Somehow, I knew-- this being a Bradbury and all that-- that the mother was not crazy and that the parents would both be dead by the end of the story. What I didn't expect was the violence of which the baby was capable. He must have had considerable conviction of purpose to persist night after night in his aim. Those of us who have nothing to savor but the hope of revenge know the exultation the child might have felt in accomplishing the twofold plan.
Bradbury tells his story from three different points of view: the agonized mother who suffered while bringing the child into the world, the father who wants to have faith in the child and the doctor's prognosis but finds himself believing the truth instead, and the doctor, whose Hippocratic oath is contested at the end when he realizes the monstrous capabilities of the child.

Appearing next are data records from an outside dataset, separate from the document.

//! Root assembler for one evaluator instance
//!
//! Builds the full object graph once: cache, object store, configuration
//! handlers, traffic allocator, evaluators and the staged initializer. The
//! host keeps the returned instance for the lifetime of the process and
//! shares it by reference; there is no hidden global state.

use anyhow::{Context, Result};
use prometheus::Registry;
use std::sync::Arc;

use dte_config::EvaluatorSettings;

use crate::allocator::{TrafficAllocation, TrafficAllocator};
use crate::cache::LocalCacheRegistry;
use crate::config_loader::{
    ConfigurationLoader, ExperimentConfigurationHandler, ModelConfigurationHandler,
};
use crate::evaluator::{ModelEvaluator, RuleBasedModelEvaluator};
use crate::metrics::EvaluatorMetrics;
use crate::model_result::ModelResultHandler;
use crate::request::{BidRequestEvaluatorInput, BidRequestEvaluatorOutput, RequestEvaluator};
use crate::scheduler::{Initializer, InitializerTask, Task};
use crate::store::{HttpObjectStore, ObjectStore};
use crate::tasks::{
    ExperimentConfigurationLoadTask, ModelConfigurationLoadTask, ModelResultLoadTask,
};
use crate::time::{Clock, SystemClock};

const TASK_MAXIMUM_ATTEMPTS: u32 = 5;
const TASK_MIN_DELAY_MS: u64 = 1000;
const TASK_MAX_DELAY_MS: u64 = 10_000;
const INIT_OVERALL_TIMEOUT_MS: u64 = 600_000;

/// One evaluator instance: the request-evaluation entry point plus the
/// refresh machinery keeping its caches current.
pub struct DemandTrafficEvaluator {
    request_evaluator: Arc<RequestEvaluator>,
    initializer: Initializer,
    tasks: Vec<Arc<dyn Task>>,
    metrics_registry: Registry,
}

impl DemandTrafficEvaluator {
    /// Assemble an instance against the default HTTPS object store and the
    /// system clock.
    pub fn new(settings: EvaluatorSettings) -> Result<Self> {
        let store = Arc::new(HttpObjectStore::new(settings.region.clone()));
        Self::with_parts(settings, store, Arc::new(SystemClock))
    }

    /// Assemble an instance with an injected object store and clock. Tests
    /// pin the clock and swap in an in-memory store; hosts with their own
    /// signed object store client inject it here.
    pub fn with_parts(
        settings: EvaluatorSettings,
        store: Arc<dyn ObjectStore>,
        clock: Arc<dyn Clock>,
    ) -> Result<Self> {
        settings.validate().context("invalid evaluator settings")?;

        let cache = Arc::new(LocalCacheRegistry::new());
        let metrics_registry = Registry::new();
        let metrics = Arc::new(EvaluatorMetrics::new(&metrics_registry)?);

        // The allocator is created empty; the experiment configuration
        // handler pushes updates into it as loads install new versions.
        let traffic_allocator: Arc<dyn TrafficAllocation> = Arc::new(TrafficAllocator::new());

        let model_configuration = Arc::new(ModelConfigurationHandler::new(
            ConfigurationLoader::new(
                settings.folder_prefix.clone(),
                settings.ssp_identifier.clone(),
                store.clone(),
                cache.clone(),
            ),
        ));
        let experiment_configuration = Arc::new(ExperimentConfigurationHandler::new(
            ConfigurationLoader::new(
                settings.folder_prefix.clone(),
                settings.ssp_identifier.clone(),
                store.clone(),
                cache.clone(),
            ),
            traffic_allocator.clone(),
        ));
        let model_results = Arc::new(ModelResultHandler::new(
            settings.ssp_identifier.clone(),
            settings.folder_prefix.clone(),
            store,
            model_configuration.clone(),
            cache,
            clock,
            metrics.clone(),
        ));

        let model_evaluator: Arc<dyn ModelEvaluator> =
            Arc::new(RuleBasedModelEvaluator::new(model_results.clone()));
        let request_evaluator = Arc::new(RequestEvaluator::new(
            settings.ssp_identifier.clone(),
            traffic_allocator,
            model_evaluator,
            model_configuration.clone(),
            metrics,
        ));

        let model_configuration_task: Arc<dyn Task> = Arc::new(ModelConfigurationLoadTask::new(
            model_configuration,
            settings.refresh_interval_ms,
        ));
        let experiment_configuration_task: Arc<dyn Task> = Arc::new(
            ExperimentConfigurationLoadTask::new(
                experiment_configuration,
                settings.refresh_interval_ms,
            ),
        );
        let model_result_task: Arc<dyn Task> = Arc::new(ModelResultLoadTask::new(
            model_results,
            settings.refresh_interval_ms,
        ));

        let stage_one_tasks = vec![
            initializer_task(ModelConfigurationLoadTask::NAME, model_configuration_task.clone()),
            initializer_task(
                ExperimentConfigurationLoadTask::NAME,
                experiment_configuration_task.clone(),
            ),
        ];
        let stage_two_tasks = vec![initializer_task(
            ModelResultLoadTask::NAME,
            model_result_task.clone(),
        )];
        let initializer =
            Initializer::new(stage_one_tasks, stage_two_tasks, INIT_OVERALL_TIMEOUT_MS);

        Ok(DemandTrafficEvaluator {
            request_evaluator,
            initializer,
            tasks: vec![
                model_configuration_task,
                experiment_configuration_task,
                model_result_task,
            ],
            metrics_registry,
        })
    }

    /// Run the staged initialization: configuration loads first, model
    /// results after. Each successful task keeps refreshing periodically.
    /// Returns the failures of tasks that exhausted their retries.
    pub async fn init(&self) -> Vec<anyhow::Error> {
        self.initializer.init().await
    }

    /// Evaluate one bid request on the hot path. Never fails and never
    /// blocks on I/O.
    pub fn evaluate(&self, input: Option<&BidRequestEvaluatorInput>) -> BidRequestEvaluatorOutput {
        self.request_evaluator.evaluate(input)
    }

    /// Stop every periodic refresh task.
    pub fn shutdown(&self) {
        for task in &self.tasks {
            task.stop();
        }
    }

    /// Registry holding the instance's counters, for hosts that scrape.
    pub fn metrics_registry(&self) -> &Registry {
        &self.metrics_registry
    }
}

fn initializer_task(name: &str, task: Arc<dyn Task>) -> InitializerTask {
    InitializerTask {
        name: name.to_string(),
        task,
        maximum_attempts: TASK_MAXIMUM_ATTEMPTS,
        min_delay_before_attempt_ms: TASK_MIN_DELAY_MS,
        max_delay_before_attempt_ms: TASK_MAX_DELAY_MS,
    }
}
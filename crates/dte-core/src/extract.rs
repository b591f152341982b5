//! Field extraction from OpenRTB request documents
//!
//! Field paths use dot and bracket notation (`$.imp[0].banner.w`). The
//! document is parsed once; every configured path is then resolved against
//! the parsed tree. Fields absent from the document resolve to the empty
//! string so downstream transformers always see one value per declared path.

use anyhow::{Context, Result};
use serde_json::Value;
use std::collections::HashMap;

/// OpenRTB request id path, extracted for logging alongside the features.
pub const EXTERNAL_FIELD_REQUEST_ID: &str = "$.id";

/// `$.imp[0].banner.w` becomes `["imp", "[0]", "banner", "w"]`.
fn path_tokens(field: &str) -> Vec<String> {
    let stripped = field.strip_prefix("$.").unwrap_or(field);
    stripped
        .replace('[', ".[")
        .split('.')
        .map(str::to_string)
        .collect()
}

fn lookup<'a>(root: &'a Value, tokens: &[String]) -> Option<&'a Value> {
    let mut current = root;
    for token in tokens {
        if let Some(index) = token.strip_prefix('[').and_then(|t| t.strip_suffix(']')) {
            let index: usize = index.parse().ok()?;
            current = current.as_array()?.get(index)?;
        } else {
            current = current.as_object()?.get(token.as_str())?;
        }
    }
    Some(current)
}

/// String form of a leaf regardless of its JSON type. Strings yield their
/// content, everything else its JSON text.
fn value_text(value: &Value) -> String {
    match value {
        Value::String(s) => s.clone(),
        other => other.to_string(),
    }
}

/// Resolve every field path against the raw request document.
pub fn extract_fields(
    open_rtb_request: &str,
    fields: &[String],
) -> Result<HashMap<String, String>> {
    let document: Value =
        serde_json::from_str(open_rtb_request).context("error parsing OpenRTB request")?;

    let mut field_value_map = HashMap::with_capacity(fields.len());
    for field in fields {
        let tokens = path_tokens(field);
        let value = lookup(&document, &tokens)
            .map(value_text)
            .unwrap_or_default();
        field_value_map.insert(field.clone(), value);
    }
    Ok(field_value_map)
}

/// Fast path for callers that pre-extracted the request into a map: keep the
/// supplied values for the requested fields and default the rest to the
/// empty string, without touching the raw request.
pub fn top_up_fields(
    supplied: &HashMap<String, String>,
    fields: &[String],
) -> HashMap<String, String> {
    fields
        .iter()
        .map(|field| {
            (
                field.clone(),
                supplied.get(field).cloned().unwrap_or_default(),
            )
        })
        .collect()
}

#[cfg(test)]
mod tests {
    use super::*;

    const OPEN_RTB_REQUEST: &str = r#"{
        "id": "req-123",
        "device": {"geo": {"country": "US"}, "ua": "Mozilla/5.0"},
        "imp": [
            {"banner": {"w": 300, "h": 250}},
            {"video": {"mimes": ["video/mp4"]}}
        ],
        "app": {"bundle": "com.example.game"},
        "test": true
    }"#;

    fn fields(paths: &[&str]) -> Vec<String> {
        paths.iter().map(|p| p.to_string()).collect()
    }

    #[test]
    fn tokenizes_bracket_notation() {
        assert_eq!(path_tokens("$.imp[0].banner.w"), vec!["imp", "[0]", "banner", "w"]);
        assert_eq!(path_tokens("$.device.geo.country"), vec!["device", "geo", "country"]);
        assert_eq!(path_tokens("$.id"), vec!["id"]);
    }

    #[test]
    fn extracts_nested_and_indexed_fields() {
        let map = extract_fields(
            OPEN_RTB_REQUEST,
            &fields(&[
                "$.id",
                "$.device.geo.country",
                "$.imp[0].banner.w",
                "$.imp[1].video.mimes[0]",
            ]),
        )
        .unwrap();

        assert_eq!(map["$.id"], "req-123");
        assert_eq!(map["$.device.geo.country"], "US");
        assert_eq!(map["$.imp[0].banner.w"], "300");
        assert_eq!(map["$.imp[1].video.mimes[0]"], "video/mp4");
    }

    #[test]
    fn non_string_leaves_keep_their_json_text() {
        let map = extract_fields(
            OPEN_RTB_REQUEST,
            &fields(&["$.test", "$.imp[0].banner", "$.imp[1].video.mimes"]),
        )
        .unwrap();

        assert_eq!(map["$.test"], "true");
        assert_eq!(map["$.imp[0].banner"], r#"{"h":250,"w":300}"#);
        assert_eq!(map["$.imp[1].video.mimes"], r#"["video/mp4"]"#);
    }

    #[test]
    fn missing_fields_default_to_empty() {
        let map = extract_fields(
            OPEN_RTB_REQUEST,
            &fields(&["$.site.domain", "$.imp[5].banner.w", "$.device.geo.country"]),
        )
        .unwrap();

        assert_eq!(map["$.site.domain"], "");
        assert_eq!(map["$.imp[5].banner.w"], "");
        assert_eq!(map["$.device.geo.country"], "US");
    }

    #[test]
    fn malformed_request_is_an_error() {
        assert!(extract_fields("{truncated", &fields(&["$.id"])).is_err());
    }

    #[test]
    fn top_up_keeps_supplied_values_and_defaults_missing() {
        let supplied = HashMap::from([
            ("$.device.geo.country".to_string(), "DE".to_string()),
            ("$.unrelated".to_string(), "dropped".to_string()),
        ]);
        let map = top_up_fields(
            &supplied,
            &fields(&["$.device.geo.country", "$.app.bundle"]),
        );

        assert_eq!(map.len(), 2);
        assert_eq!(map["$.device.geo.country"], "DE");
        assert_eq!(map["$.app.bundle"], "");
    }
}
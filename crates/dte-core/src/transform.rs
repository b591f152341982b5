//! Feature value transformers
//!
//! Each feature declares an ordered transformer chain; every stage consumes
//! the full value vector produced by the previous one. An unknown
//! transformer name fails the feature, which in turn fails the evaluation of
//! the model that declared it.

use anyhow::{bail, Result};

use dte_config::FeatureConfiguration;

pub const TRANSFORMER_EXISTS: &str = "Exists";
pub const TRANSFORMER_GET_FIRST_NOT_EMPTY: &str = "GetFirstNotEmpty";
pub const TRANSFORMER_APPLY_MAPPINGS: &str = "ApplyMappings";
pub const TRANSFORMER_CONCATENATE_BY_PAIR: &str = "ConcatenateByPair";

/// A feature's resolved values after extraction and transformation.
#[derive(Debug, Clone, PartialEq, Eq)]
pub struct ModelFeature {
    pub name: String,
    pub values: Vec<String>,
}

/// Run the feature's transformer chain left to right over the extracted
/// values.
pub fn transform_feature(
    configuration: &FeatureConfiguration,
    values: Vec<String>,
) -> Result<Vec<String>> {
    let mut current = values;
    for transformer_name in &configuration.transformations {
        current = match transformer_name.as_str() {
            TRANSFORMER_EXISTS => exists(current),
            TRANSFORMER_GET_FIRST_NOT_EMPTY => get_first_not_empty(current),
            TRANSFORMER_APPLY_MAPPINGS => apply_mappings(configuration, current),
            TRANSFORMER_CONCATENATE_BY_PAIR => concatenate_by_pair(current),
            other => bail!("transformer [{other}] not found"),
        };
    }
    Ok(current)
}

/// Maps every value to "1" if non-empty, "0" otherwise.
fn exists(values: Vec<String>) -> Vec<String> {
    values
        .iter()
        .map(|value| if value.is_empty() { "0" } else { "1" }.to_string())
        .collect()
}

/// Collapses the vector to its first non-empty value, or the empty string.
fn get_first_not_empty(values: Vec<String>) -> Vec<String> {
    vec![values
        .into_iter()
        .find(|value| !value.is_empty())
        .unwrap_or_default()]
}

/// Replaces each value through the feature's mapping table, falling back to
/// the configured default for unmapped values.
fn apply_mappings(configuration: &FeatureConfiguration, values: Vec<String>) -> Vec<String> {
    values
        .into_iter()
        .map(|value| {
            configuration
                .mapping
                .get(&value)
                .cloned()
                .unwrap_or_else(|| configuration.mapping_default_value.clone())
        })
        .collect()
}

/// Joins values pairwise as `<first>x<second>`, dropping pairs with an empty
/// half. A trailing odd element is ignored.
fn concatenate_by_pair(values: Vec<String>) -> Vec<String> {
    (0..values.len() / 2)
        .filter_map(|i| {
            let first = &values[i * 2];
            let second = &values[i * 2 + 1];
            (!first.is_empty() && !second.is_empty()).then(|| format!("{first}x{second}"))
        })
        .collect()
}
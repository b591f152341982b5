//! Process-local prometheus counters
//!
//! Collectors are registered on the registry handed in by the assembler so
//! the host decides whether and how to expose them. Nothing here is on the
//! hot path beyond an atomic increment.

use anyhow::Result;
use prometheus::{IntCounter, IntCounterVec, Opts, Registry};

pub const OUTCOME_SCORED: &str = "scored";
pub const OUTCOME_DEFAULT: &str = "default";

pub const RESULT_FILE_REFRESHED: &str = "refreshed";
pub const RESULT_FILE_SKIPPED: &str = "skipped";
pub const RESULT_FILE_FAILED: &str = "failed";

pub struct EvaluatorMetrics {
    /// Request evaluations by outcome ("scored" or "default").
    pub evaluations_total: IntCounterVec,

    /// Model result file refresh decisions by outcome.
    pub result_files_total: IntCounterVec,

    /// Rule rows installed into model caches across all reloads.
    pub result_rows_loaded_total: IntCounter,
}

impl EvaluatorMetrics {
    pub fn new(registry: &Registry) -> Result<Self> {
        let evaluations_total = IntCounterVec::new(
            Opts::new("dte_evaluations_total", "Request evaluations by outcome"),
            &["outcome"],
        )?;
        let result_files_total = IntCounterVec::new(
            Opts::new(
                "dte_result_files_total",
                "Model result file refresh decisions by outcome",
            ),
            &["outcome"],
        )?;
        let result_rows_loaded_total = IntCounter::new(
            "dte_result_rows_loaded_total",
            "Rule rows installed into model caches",
        )?;

        registry.register(Box::new(evaluations_total.clone()))?;
        registry.register(Box::new(result_files_total.clone()))?;
        registry.register(Box::new(result_rows_loaded_total.clone()))?;

        Ok(EvaluatorMetrics {
            evaluations_total,
            result_files_total,
            result_rows_loaded_total,
        })
    }
}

Each point of view is important to the flow of the story. If only the mother's had been shown, the story would have ended with her death. If only the father's, the reader would not have understood the mother's pain and anguish at the betrayal from her flesh and blood. If only the Doctor's, we would not see the growing terror in the house from the family under siege.
The commonly held beliefs about how a mother should feel about her offspring are often disturbed by what is diagnosed by professionals as "Post-Partum Depression." This mother does not feel as if this label is accurate but she is helpless and unable to prove it. By the time others realize it, too, it is over. But the child does not win. The doctor who brought him into the world with a scalpel removes him from it with the same instrument.